**EXERCISE DESCRIPTION**: Scan the entries below for "TransactionScope" and copy each line that holds it.

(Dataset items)
————

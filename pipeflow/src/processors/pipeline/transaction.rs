use async_trait::async_trait;
use std::sync::Arc;
use tracing::warn;

use crate::core::{Message, Outcome, PipeLineResult, PipeLineSession};
use crate::errors::PipeRunError;
use crate::pipeline::PipeLine;
use crate::processors::PipeLineProcessor;
use crate::resources::{TimeoutGuard, TransactionDefinition, TransactionScope};
use crate::services::EngineServices;

/// Runs the whole invocation inside the pipeline's transaction.
///
/// A failure or a result whose state is not SUCCESS marks the transaction
/// rollback-only.
pub struct TransactionPipeLineProcessor {
    next: Box<dyn PipeLineProcessor>,
    services: Arc<EngineServices>,
}

impl TransactionPipeLineProcessor {
    /// Wraps `next`.
    #[must_use]
    pub fn new(next: Box<dyn PipeLineProcessor>, services: Arc<EngineServices>) -> Self {
        Self { next, services }
    }

    /// Chain layer constructor.
    #[must_use]
    pub fn layer(
        next: Box<dyn PipeLineProcessor>,
        services: &Arc<EngineServices>,
    ) -> Box<dyn PipeLineProcessor> {
        Box::new(Self::new(next, Arc::clone(services)))
    }
}

#[async_trait]
impl PipeLineProcessor for TransactionPipeLineProcessor {
    async fn process_pipeline(
        &self,
        pipeline: &PipeLine,
        message_id: &str,
        message: Message,
        session: &mut PipeLineSession,
    ) -> Result<PipeLineResult, PipeRunError> {
        let timeout = pipeline
            .transaction_timeout()
            .or_else(|| self.services.config.default_transaction_timeout());
        let definition =
            TransactionDefinition::new(pipeline.name(), pipeline.transaction_attribute(), timeout);
        let manager = self.services.transaction_manager.as_ref();

        let scope = TransactionScope::begin(manager, &definition, session).await?;

        let guard = TimeoutGuard::new(format!("pipeline [{}]", pipeline.name()), definition.timeout());
        let result = guard
            .run(self.next.process_pipeline(pipeline, message_id, message, session))
            .await;

        if !Outcome::of_pipeline(&result).is_success() {
            scope.set_rollback_only();
        }

        match scope.complete(manager, session).await {
            Ok(()) => result,
            Err(err) if result.is_ok() => Err(err.into()),
            Err(err) => {
                warn!(pipeline = %pipeline.name(), error = %err, "could not complete transaction after failure");
                result
            }
        }
    }
}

————

**PROBLEM SOLUTION**:
use crate::resources::{TimeoutGuard, TransactionDefinition, TransactionScope};
        let scope = TransactionScope::begin(manager, &definition, session).await?;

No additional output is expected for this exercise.